Authors: Ziyang Zhang (NJIT), Qin Li (NJIT), Vasyl Yurchyshyn (BBSO), Kangwoo Yi (NJIT), Haimin (BBSO & NJIT), Bo Shen (NJIT)

Strong chromospheric absorption lines such as H$\alpha$ and Ca~II 854.21 nm provide essential diagnostics of temperature, velocity, and nonthermal motions in the solar atmosphere. Multilayer spectral inversion (MLSI) offers a physically interpretable framework for modeling these lines by approximating the atmosphere with a finite number of radiative transfer layers. Although MLSI is computationally more efficient than full non-local thermodynamic equilibrium inversions, it still relies on pixel-by-pixel constrained nonlinear least-squares fitting, which becomes prohibitively expensive for large field-of-view or high-cadence imaging spectroscopic observations. In this work, we introduce a physics-informed neural network (PINN) framework to accelerate the MLSI process while preserving its analytic radiative transfer formulation.
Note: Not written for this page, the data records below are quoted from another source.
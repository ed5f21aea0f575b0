//! Presentation time coordinates
//!
//! A cache can present every record on a different time axis than the one
//! the store uses (for example seconds since the start of an experiment
//! run). Records are converted on the way in; write-through calls convert
//! back to the native axis before reaching the store.

use chrono::{DateTime, Utc};

use crate::cache::error::{CacheError, CacheResult};
use crate::storage::{Record, Sample};
use crate::tagset::{Tag, Tagset};

/// Bidirectional mapping between native and presentation time
pub trait TimeCoordinate: Send + Sync {
    fn to_presentation(&self, t: f64) -> f64;

    fn to_native(&self, t: f64) -> f64;

    /// Adjust a native tagset for presentation
    fn present_tags(&self, tagset: Tagset) -> Tagset {
        tagset
    }

    /// Undo `present_tags`
    fn native_tags(&self, tagset: Tagset) -> Tagset {
        tagset
    }
}

/// Linear rebasing: `t' = (t - offset) / scale`
///
/// Presented tagsets carry `timebase=<label>` so that records from
/// differently rebased caches are not confused.
#[derive(Debug, Clone, PartialEq)]
pub struct AffineCoordinate {
    label: String,
    offset: f64,
    scale: f64,
}

impl AffineCoordinate {
    /// Name of the tag added to presented tagsets
    pub const TAG_NAME: &'static str = "timebase";

    pub fn new(label: impl Into<String>, offset: f64, scale: f64) -> CacheResult<Self> {
        if !offset.is_finite() {
            return Err(CacheError::InvalidCoordinate(format!(
                "offset must be finite, got {}",
                offset
            )));
        }
        if !(scale.is_finite() && scale > 0.0) {
            return Err(CacheError::InvalidCoordinate(format!(
                "scale must be positive and finite, got {}",
                scale
            )));
        }
        Ok(Self {
            label: label.into(),
            offset,
            scale,
        })
    }

    /// Seconds elapsed since `origin`
    pub fn since(label: impl Into<String>, origin: DateTime<Utc>) -> Self {
        Self {
            label: label.into(),
            offset: origin.timestamp_millis() as f64 / 1000.0,
            scale: 1.0,
        }
    }

    pub fn label(&self) -> &str {
        &self.label
    }

    fn tag(&self) -> Tag {
        Tag::new(Self::TAG_NAME, self.label.clone())
    }
}

impl TimeCoordinate for AffineCoordinate {
    fn to_presentation(&self, t: f64) -> f64 {
        (t - self.offset) / self.scale
    }

    fn to_native(&self, t: f64) -> f64 {
        t * self.scale + self.offset
    }

    fn present_tags(&self, mut tagset: Tagset) -> Tagset {
        tagset.insert(self.tag());
        tagset
    }

    fn native_tags(&self, mut tagset: Tagset) -> Tagset {
        tagset.remove(&self.tag());
        tagset
    }
}

/// Convert a native record to presentation form
pub fn present_record(coordinate: &dyn TimeCoordinate, mut record: Record) -> Record {
    let event = record.event_mut();
    event.start = coordinate.to_presentation(event.start);
    event.end = coordinate.to_presentation(event.end);
    event.tagset = coordinate.present_tags(std::mem::take(&mut event.tagset));

    if let Some(ts) = record.as_timeseries_mut() {
        for sample in &mut ts.samples {
            sample.time = coordinate.to_presentation(sample.time);
        }
    }
    record
}

pub fn present_sample(coordinate: &dyn TimeCoordinate, sample: Sample) -> Sample {
    Sample {
        time: coordinate.to_presentation(sample.time),
        value: sample.value,
    }
}

pub fn native_sample(coordinate: &dyn TimeCoordinate, sample: Sample) -> Sample {
    Sample {
        time: coordinate.to_native(sample.time),
        value: sample.value,
    }
}

#[cfg(test)]
mod tests {
    use super::*;
    use crate::storage::{Event, EventId, Timeseries};
    use chrono::TimeZone;

    #[test]
    fn test_affine_round_trip() {
        let coord = AffineCoordinate::new("run", 100.0, 2.0).unwrap();
        assert_eq!(coord.to_presentation(110.0), 5.0);
        assert_eq!(coord.to_native(5.0), 110.0);
        assert_eq!(coord.to_presentation(f64::NEG_INFINITY), f64::NEG_INFINITY);
    }

    #[test]
    fn test_invalid_parameters() {
        assert!(matches!(
            AffineCoordinate::new("x", 0.0, 0.0),
            Err(CacheError::InvalidCoordinate(_))
        ));
        assert!(AffineCoordinate::new("x", f64::NAN, 1.0).is_err());
        assert!(AffineCoordinate::new("x", 0.0, -1.0).is_err());
    }

    #[test]
    fn test_since_origin() {
        let origin = Utc.with_ymd_and_hms(2024, 1, 1, 0, 0, 0).unwrap();
        let coord = AffineCoordinate::since("run", origin);
        let native = origin.timestamp() as f64 + 90.0;
        assert_eq!(coord.to_presentation(native), 90.0);
    }

    #[test]
    fn test_tags_round_trip() {
        let coord = AffineCoordinate::new("run", 0.0, 1.0).unwrap();
        let native = Tagset::parse("color=red").unwrap();
        let presented = coord.present_tags(native.clone());
        assert_eq!(presented.get("timebase"), Some("run"));
        assert_eq!(coord.native_tags(presented), native);
    }

    #[test]
    fn test_present_record() {
        let coord = AffineCoordinate::new("run", 10.0, 1.0).unwrap();
        let event = Event::new(EventId(1), 10.0, 20.0, Tagset::parse("a=1").unwrap());
        let ts = Timeseries::new(event, 1).with_samples(vec![Sample::scalar(15.0, 1.0)]);

        let presented = present_record(&coord, Record::from(ts));
        assert_eq!(presented.event().start, 0.0);
        assert_eq!(presented.event().end, 10.0);
        assert_eq!(presented.as_timeseries().unwrap().samples[0].time, 5.0);
        assert_eq!(presented.tagset().to_string(), "a=1,timebase=run");
    }
}
//! Tagset error types

use thiserror::Error;

/// Errors raised by the tagset algebra and its text format
#[derive(Error, Debug, Clone, PartialEq)]
pub enum TagsetError {
    /// Tagset text could not be parsed
    #[error("Parse error at offset {offset}: {message}")]
    Parse { offset: usize, message: String },

    /// A tag declared numeric for ordering holds a non-numeric value
    #[error("Tag '{name}' is compared as a number but has value '{value}'")]
    NumberFormat { name: String, value: String },
}

/// Result type alias for tagset operations
pub type TagsetResult<T> = Result<T, TagsetError>;

#[cfg(test)]
mod tests {
    use super::*;

    #[test]
    fn test_error_display() {
        let err = TagsetError::NumberFormat {
            name: "run".to_string(),
            value: "abc".to_string(),
        };
        assert_eq!(
            err.to_string(),
            "Tag 'run' is compared as a number but has value 'abc'"
        );

        let err = TagsetError::Parse {
            offset: 3,
            message: "unexpected ','".to_string(),
        };
        assert_eq!(err.to_string(), "Parse error at offset 3: unexpected ','");
    }
}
By embedding the multilayer radiative transfer constraints directly into the neural network architecture and loss function, the model learns the mapping between observed spectral profiles and MLSI parameters under explicit physical consistency. Applied to spectral data of the H$\alpha$ and Ca~II 854.21 nm lines, the proposed approach significantly reduces the computational cost of inversion while maintaining agreement with conventional MLSI results. The method enables rapid and physically guided inference of chromospheric plasma parameters from large-scale datasets. Our results demonstrate that physics-informed neural networks provide an efficient and interpretable pathway for next-generation chromospheric spectral inversion.